Yes, I was no longer the petite girl I had been during my college days. I could no longer wear body-hugging blouses. I had gained a little weight. But surely I was not fat. Or so I thought, till this mean old (albeit skinny and looking like a 40 year old despite being in her 60s) lady burst my bubble.
I wish I could say that this was when I decided to join a gym, eat healthy, and get a fabulous body. Though I had silently vowed to flaunt my toned body during Dashain that year, life isn't a Hindi movie, and it took me another year before I finally decided to do something about my creeping-on-me-weight.
I took great pains to make sure I steered clear of this lady who had so blatantly said 'Chyaa' at my face during Dashain that year because with no exercise and a diet consisting mostly of junk food, I had put on even more weight. And I did not want to have my self-esteem crushed again.
When I finally decided that I should do something about my spiraling-out-of-control body, I invested in a weighing scale and stood on it for the first time in years. I was shocked to discover that, at 5'2, I weighed a staggering 74 kilos. No wonder my favorite blue jacket ripped in the arm when I tried it on after finding it squashed at the bottom of the big tin box I stored my winter clothes in. And I thought the moths had had a go at it.

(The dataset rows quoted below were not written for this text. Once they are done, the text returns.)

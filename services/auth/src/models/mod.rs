//! Authentication service models

pub mod user;

// Re-export for convenience
pub use user::{AuthResponse, LoginRequest, NewUser, SignupRequest, User, UserResponse};
//! Post models for the API service

use auth::models::User;
use bson::{
    Binary, DateTime,
    oid::ObjectId,
    spec::BinarySubtype,
};
use chrono::Utc;
use serde::{Deserialize, Serialize};

/// Image embedded in a post document
///
/// `data` is absent whenever the document was loaded with the image bytes
/// projected away, which is how every read except the image endpoint works.
/// Such reads report whether bytes exist through [`Post::image_stored`].
#[derive(Debug, Clone, Serialize, Deserialize)]
#[serde(rename_all = "camelCase")]
pub struct PostImage {
    #[serde(default, skip_serializing_if = "Option::is_none")]
    pub data: Option<Binary>,
    pub content_type: String,
}

/// Post document as stored in the `posts` collection
#[derive(Debug, Clone, Serialize, Deserialize)]
#[serde(rename_all = "camelCase")]
pub struct Post {
    #[serde(rename = "_id")]
    pub id: ObjectId,
    pub title: String,
    #[serde(default, skip_serializing_if = "Option::is_none")]
    pub subtitle: Option<String>,
    pub content: String,
    #[serde(default, skip_serializing_if = "Option::is_none")]
    pub image: Option<PostImage>,
    /// Id of the owning user
    pub author: ObjectId,
    pub created_at: DateTime,
    pub updated_at: DateTime,
    /// Computed by read projections, never written
    #[serde(default, skip_serializing)]
    pub image_stored: bool,
}

impl Post {
    /// Whether image bytes are stored for this post
    ///
    /// An `image` holding only a content type has nothing to serve.
    pub fn has_image(&self) -> bool {
        self.image_stored
            || self
                .image
                .as_ref()
                .is_some_and(|image| image.data.is_some())
    }

    /// Drop the raw image bytes, keeping the content type
    pub fn without_image_data(mut self) -> Self {
        self.image_stored = self.has_image();
        if let Some(image) = self.image.as_mut() {
            image.data = None;
        }
        self
    }
}

/// Raw image bytes with their MIME type
#[derive(Debug, Clone, PartialEq)]
pub struct ImageBlob {
    pub bytes: Vec<u8>,
    pub content_type: String,
}

impl From<ImageBlob> for PostImage {
    fn from(blob: ImageBlob) -> Self {
        PostImage {
            data: Some(Binary {
                subtype: BinarySubtype::Generic,
                bytes: blob.bytes,
            }),
            content_type: blob.content_type,
        }
    }
}

/// Post creation payload
#[derive(Debug, Clone)]
pub struct NewPost {
    pub title: String,
    pub subtitle: Option<String>,
    pub content: String,
    pub image: Option<ImageBlob>,
    pub author: ObjectId,
}

impl NewPost {
    /// Build the document to insert, stamping id and timestamps
    pub fn into_post(self) -> Post {
        let now = DateTime::now();
        Post {
            id: ObjectId::new(),
            title: self.title,
            subtitle: self.subtitle,
            content: self.content,
            image: self.image.map(PostImage::from),
            author: self.author,
            created_at: now,
            updated_at: now,
            image_stored: false,
        }
    }
}

/// Post update payload
///
/// Title, subtitle and content are replaced wholesale; the image only when
/// a new one was uploaded.
#[derive(Debug, Clone)]
pub struct PostChanges {
    pub title: String,
    pub subtitle: Option<String>,
    pub content: String,
    pub image: Option<ImageBlob>,
}

/// Author reference resolved to a display name
#[derive(Debug, Clone, Serialize, Deserialize, PartialEq)]
pub struct AuthorSummary {
    #[serde(rename = "_id")]
    pub id: String,
    pub username: String,
}

/// Post as returned by the API, never carrying image bytes
#[derive(Debug, Clone, Serialize, Deserialize)]
#[serde(rename_all = "camelCase")]
pub struct PostResponse {
    #[serde(rename = "_id")]
    pub id: String,
    pub title: String,
    pub subtitle: Option<String>,
    pub content: String,
    pub image_url: Option<String>,
    pub author: Option<AuthorSummary>,
    pub created_at: chrono::DateTime<Utc>,
    pub updated_at: chrono::DateTime<Utc>,
}

impl PostResponse {
    /// `author` is `None` when the owning user no longer exists
    pub fn new(post: &Post, author: Option<&User>) -> Self {
        Self {
            id: post.id.to_hex(),
            title: post.title.clone(),
            subtitle: post.subtitle.clone(),
            content: post.content.clone(),
            image_url: post.has_image().then(|| image_url(&post.id)),
            author: author.map(|user| AuthorSummary {
                id: user.id.to_hex(),
                username: user.username.clone(),
            }),
            created_at: post.created_at.to_chrono(),
            updated_at: post.updated_at.to_chrono(),
        }
    }
}

/// Path of the endpoint serving a post's image
pub fn image_url(id: &ObjectId) -> String {
    format!("/api/posts/{}/image", id.to_hex())
}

After the much need reality check, I was on a mission to lose weight. I made a silent promise that starting the very next day I'd give up all the things I loved to eat. On top of my list were Fanta, Kurkure, Mars bars, and processed food – sausages, ham, bacon.
Now this was not easy considering how I used to guzzle a bottle or two of Fanta a day and how my staple diet consisted of rice and sausages. I would abstain for a day or two before deciding to reward myself and eating everything I was supposed to stay away from. This vicious cycle continued for a while.
My dieting spree would be accompanied by exercises too. Too lazy to go for a run early in the morning, I'd skip or jog on spot in my room. I would decide to walk to work before hailing a cab or hopping on a micro bus (depending on how rich or poor I felt at the moment) halfway there.
Looking back now, the problem was that I lived in an era of instant gratification. I expected results instantaneously. I now know that's the mistake many of us make. We exercise for a day or two, at the max a week, and then expect to see a whole new self. And when that doesn't happen, we lose focus.
That's what happened with me. For another year I did my yo-yo dieting and sporadic bursts of exercise thing, making new goals and plans with every passing week but failing to stick to any as the scale refused to budge from 74. In the meanwhile, I avoided family gatherings and made silly excuses to dodge taking pictures when out with friends. I vowed to be a better version of myself and then make up for lost time.
And then just like that, in the middle of a glass of bubbling Fanta, I realized that life was passing me by and I was letting it. I was 28 years old and not getting any younger. Waiting to lose weight and then live my life, I would one day look back and be filled with regret. This realization stirred something in me and I decided enough was enough.
I gulped down the rest of my Fanta and googled the nearest fitness center. I'd sign up for aerobics or kickboxing or any other form of cardio exercise. I would also make a diet plan without completely depriving myself of the things I loved most. And I'd do it now, before it was too late.
You won't lose weight unless you really commit yourself to it. There are no shortcuts to weight loss. Planning in one thing, but sticking to it is a whole new ball game. So I decided to take it slow and then gradually incorporate fitness and healthy eating into my lifestyle. That sounded like a much more doable idea and believe you me, it was.
In the six months that followed, my weighed dropped to 68 from 74. And I didn't feel like I had killed myself in the process. I will be talking more about how I managed to accomplish that over the next few weeks, till then I leave you with this thought: How badly do you want to look and feel good?
The writer now weighs 51 kilos and gets complimented on her fit figure.